CACEIS Bank Spain SAU follows a risk management and control model based on three lines of defence.
The business functions or activities that take or generate risk constitute the first line of defence against risk. Assuming or generating risks on the first line of defence should conform to the defined limits. In keeping with its function, the first line of defence should have the means to identify, measure, treat and report the risks assumed.
The second line of defence is composed of the function of controlling and supervising the risks and the compliance function. This second line of defence oversees the effective control of risks and ensures that they are managed in accordance with the defined risks.

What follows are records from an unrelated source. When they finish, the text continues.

use crate::config::project_dirs;
use anyhow::{Context, Result};
use std::fs::{self, OpenOptions};
use std::path::{Path, PathBuf};
use std::sync::Mutex;
use tracing_subscriber::EnvFilter;

pub enum LogTarget {
    Stderr,
    /// The TUI owns the terminal, so it logs to a file instead.
    File(PathBuf),
}

pub fn default_log_path() -> Option<PathBuf> {
    project_dirs().map(|dirs| dirs.data_local_dir().join("dragboard.log"))
}

/// `RUST_LOG` wins when set, otherwise verbosity picks the level.
pub fn init(target: LogTarget, verbosity: u8) -> Result<()> {
    let level = match verbosity {
        0 => "info",
        1 => "debug",
        _ => "trace",
    };
    let filter = EnvFilter::try_from_default_env().unwrap_or_else(|_| EnvFilter::new(level));
    let builder = tracing_subscriber::fmt().with_env_filter(filter);
    let result = match target {
        LogTarget::Stderr => builder.with_writer(std::io::stderr).try_init(),
        LogTarget::File(path) => {
            let file = open_log(&path)?;
            builder
                .with_writer(Mutex::new(file))
                .with_ansi(false)
                .try_init()
        }
    };
    result.map_err(|err| anyhow::anyhow!("installing log subscriber: {}", err))
}

fn open_log(path: &Path) -> Result<fs::File> {
    if let Some(parent) = path.parent() {
        fs::create_dir_all(parent).with_context(|| format!("creating {:?}", parent))?;
    }
    OpenOptions::new()
        .create(true)
        .append(true)
        .open(path)
        .with_context(|| format!("opening log file {:?}", path))
}
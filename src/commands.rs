use crate::config::{init_project_config, load_config, locate_config, Config, ConfigLocation};
use crate::ui;
use anyhow::{Context, Result};
use std::env;
use std::path::Path;
use tracing::info;

pub fn init(force: bool) -> Result<()> {
    let cwd = env::current_dir()?;
    let path = init_project_config(&cwd, force)?;
    println!("Wrote default config to {}", path.display());
    Ok(())
}

pub fn show_config(explicit: Option<&Path>) -> Result<()> {
    let (config, location) = load_current_config(explicit)?;
    match &location.path {
        Some(path) => println!("# {} config: {}", location.scope.label(), path.display()),
        None => println!("# {} config", location.scope.label()),
    }
    let yaml = serde_yaml::to_string(&config).context("serializing config")?;
    print!("{}", yaml);
    Ok(())
}

pub fn tui(explicit: Option<&Path>) -> Result<()> {
    let (config, location) = load_current_config(explicit)?;
    let board = config
        .build_board()
        .context("building board from config")?;
    info!(
        scope = location.scope.label(),
        columns = board.columns().len(),
        tasks = board.task_count(),
        "starting board"
    );
    ui::run(board, &config.drag, location)
}

fn load_current_config(explicit: Option<&Path>) -> Result<(Config, ConfigLocation)> {
    let cwd = env::current_dir()?;
    let location = locate_config(explicit, &cwd);
    let config = load_config(&location)?;
    Ok((config, location))
}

Internal audit, as the third line of defence, and as part of its task as the last control layer, regularly assesses whether the policies, methods and procedures are appropriate and checks that they have been effectively implemented.
The risk control function, the compliance function and the internal audit function are sufficiently separated and independent, from each other and from the other functions that they control or supervise, for the performance of their duties, and they have access to the board of directors and/or its committees through the heads thereof.
The Internal Control Model (ICM) of CACEIS Bank Spain SAU is aligned with the policies of the Santander Group, and it has been established to meet both external and internal requirements.
The Santander Group establishes a methodology for the documentation of processes, risks and controls of the relevant operations of the different units that make up the entity.
The ICM that has been established has the following characteristics:
- This is a model that involves the entire structure of the organization (with relevance in terms of control) through a direct model of the individually assigned responsibilities.
- A broad model has been documented. Consequently, in addition to processes related to generating financial information, it includes the procedures developed in each unit’s business and support areas that, although they do not have a direct impact on the accounting records, might cause possible losses or contingencies in the event of incidents, errors, regulatory breaches and/or fraud.
- It is dynamic: it evolves, constantly adapting to the reality of the Group’s support and business activities, identifying the risks that affect the fulfilment of the objectives and the mitigating controls.
- Includes a detailed description of the transactions, the evaluation criteria for the operation of the controls and the conclusions of the evaluation of the operation thereof.